Could you copy each line of the listing that holds "repository"?
◆ ◆ ◆ ◆
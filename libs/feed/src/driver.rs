use std::sync::Arc;

use board_client::{BoardClientError, Boards};
use entity::prelude::*;
use tokio::sync::mpsc::{self, Receiver, Sender};
use tracing::{debug, info};

use crate::{
    submission::Field,
    view::{FeedView, FetchTicket, ViewModel},
    viewport::{Intersection, RegionId, Viewport},
};

/// User and platform input for a mounted view.
#[derive(Debug, Clone, PartialEq)]
pub enum Intent {
    Refresh,
    AttachSentinel(RegionId),
    DetachSentinel,
    Intersection(Intersection),
    ToggleTheme,
    Edit(Field, String),
    Submit,
    Unmount,
}

pub trait Render {
    fn render(&mut self, model: &ViewModel<'_>);
}

enum Completion {
    Fetched(FetchTicket, Result<Vec<PostEntity>, BoardClientError>),
    Created(Result<PostEntity, BoardClientError>),
}

/// Runs one view until `Intent::Unmount` or until the intent channel
/// closes, then tears it down and hands it back.
///
/// The view is only touched from this loop. Network calls are spawned and
/// report back through a channel, so a result that arrives after the loop
/// ends has nowhere to go and is dropped.
pub async fn run<V, B, R>(
    mut view: FeedView<V>,
    boards: Arc<B>,
    mut intents: Receiver<Intent>,
    renderer: &mut R,
) -> FeedView<V>
where
    V: Viewport,
    B: Boards + Send + Sync + 'static,
    R: Render,
{
    info!(task = "mount feed view");
    let (tx, mut rx) = mpsc::channel::<Completion>(16);

    spawn_fetch(&mut view, &boards, &tx);
    renderer.render(&view.snapshot());

    loop {
        tokio::select! {
            intent = intents.recv() => {
                let Some(intent) = intent else {
                    break;
                };
                if intent == Intent::Unmount {
                    break;
                }
                handle_intent(&mut view, &boards, &tx, intent);
            }
            Some(completion) = rx.recv() => match completion {
                Completion::Fetched(ticket, result) => {
                    view.apply_fetch(ticket, result);
                }
                Completion::Created(result) => {
                    // failures are logged and kept by the reconciler
                    let _ = view.finish_submit(result);
                }
            },
        }
        renderer.render(&view.snapshot());
    }

    view.teardown();
    info!(task = "unmount feed view");
    view
}

fn handle_intent<V, B>(
    view: &mut FeedView<V>,
    boards: &Arc<B>,
    tx: &Sender<Completion>,
    intent: Intent,
) where
    V: Viewport,
    B: Boards + Send + Sync + 'static,
{
    match intent {
        Intent::Refresh => spawn_fetch(view, boards, tx),
        Intent::AttachSentinel(region) => view.attach_sentinel(region),
        Intent::DetachSentinel => view.detach_sentinel(),
        Intent::Intersection(entry) => {
            view.on_intersection(entry);
        }
        Intent::ToggleTheme => view.toggle_theme(),
        Intent::Edit(field, value) => {
            // rejections are logged and kept by the reconciler
            let _ = view.set_field(field, &value);
        }
        Intent::Submit => {
            if let Ok(post) = view.begin_submit() {
                spawn_create(post, boards, tx);
            }
        }
        Intent::Unmount => {}
    }
}

fn spawn_fetch<V, B>(
    view: &mut FeedView<V>,
    boards: &Arc<B>,
    tx: &Sender<Completion>,
) where
    V: Viewport,
    B: Boards + Send + Sync + 'static,
{
    let ticket = view.begin_fetch();
    let boards = boards.clone();
    let tx = tx.clone();

    tokio::spawn(async move {
        let result = boards.fetch_all().await;
        if tx.send(Completion::Fetched(ticket, result)).await.is_err() {
            debug!(task = "fetch all posts", reason = "view is gone");
        }
    });
}

fn spawn_create<B>(post: NewPostEntity, boards: &Arc<B>, tx: &Sender<Completion>)
where
    B: Boards + Send + Sync + 'static,
{
    let boards = boards.clone();
    let tx = tx.clone();

    tokio::spawn(async move {
        let result = boards.create(post).await;
        if tx.send(Completion::Created(result)).await.is_err() {
            debug!(task = "create post", reason = "view is gone");
        }
    });
}
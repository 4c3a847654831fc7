use entity::prelude::*;
use tracing::{debug, error};

use crate::{
    boards::{Boards, BOARDS_PATH},
    response::IntoResponse as _,
    BoardClientError, Client,
};

impl Boards for Client {
    async fn fetch_all(&self) -> Result<Vec<PostEntity>, BoardClientError> {
        let text = self.get(BOARDS_PATH).await.inspect_err(|e| {
            error!(task = "fetch all posts", err = e.to_string());
        })?;

        let posts = serde_json::from_str::<Vec<PostEntity>>(&text)
            .into_response("failed to parse posts")?;
        debug!(task = "fetch all posts", count = posts.len());

        Ok(posts)
    }

    async fn create(
        &self,
        post: NewPostEntity,
    ) -> Result<PostEntity, BoardClientError> {
        let text = self.post(BOARDS_PATH, &post).await.inspect_err(|e| {
            error!(task = "create post", err = e.to_string());
        })?;

        let created = serde_json::from_str::<PostEntity>(&text)
            .into_response("failed to parse created post")?;
        debug!(task = "create post", id = created.id);

        Ok(created)
    }
}
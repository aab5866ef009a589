use std::fmt::Display;

use thiserror::Error;
use trustvote_interface::services::contract::TxHash;
use trustvote_interface::ElectionId;

use crate::creation::ValidationError;
use crate::scope::Cancelled;

/// Errors surfaced by the controllers.
#[derive(Debug, Clone, PartialEq, Eq, Error)]
pub enum ClientError {
    /// The creation form failed validation.
    #[error(transparent)]
    Validation(#[from] ValidationError),
    /// A photo could not be uploaded, so nothing was submitted.
    #[error("failed to upload {file}: {message}")]
    Upload {
        /// File that failed.
        file: String,
        /// Storage error.
        message: String,
    },
    /// The wallet or the node refused the transaction.
    #[error("failed to submit transaction: {0}")]
    Submission(String),
    /// Waiting for the transaction to be included failed.
    #[error("failed to confirm transaction: {0}")]
    Confirmation(String),
    /// The transaction was included but reverted.
    #[error("transaction {0} reverted")]
    Reverted(TxHash),
    /// Reading contract state failed.
    #[error("failed to read contract state: {0}")]
    Read(String),
    /// The election's voting window has closed.
    #[error("voting for election {0} has ended")]
    VotingClosed(ElectionId),
    /// Another submission from this view is still in flight.
    #[error("a submission is already in progress")]
    SubmissionInFlight,
    /// The view was closed before the operation finished.
    #[error(transparent)]
    Cancelled(#[from] Cancelled),
}

impl ClientError {
    pub(crate) fn read(err: impl Display) -> Self {
        ClientError::Read(err.to_string())
    }

    pub(crate) fn submission(err: impl Display) -> Self {
        ClientError::Submission(err.to_string())
    }

    pub(crate) fn confirmation(err: impl Display) -> Self {
        ClientError::Confirmation(err.to_string())
    }
}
◆ ◆ ◆ ◆
**Written response:**
repository 4c3a847654831fc7
repository aab5866ef009a589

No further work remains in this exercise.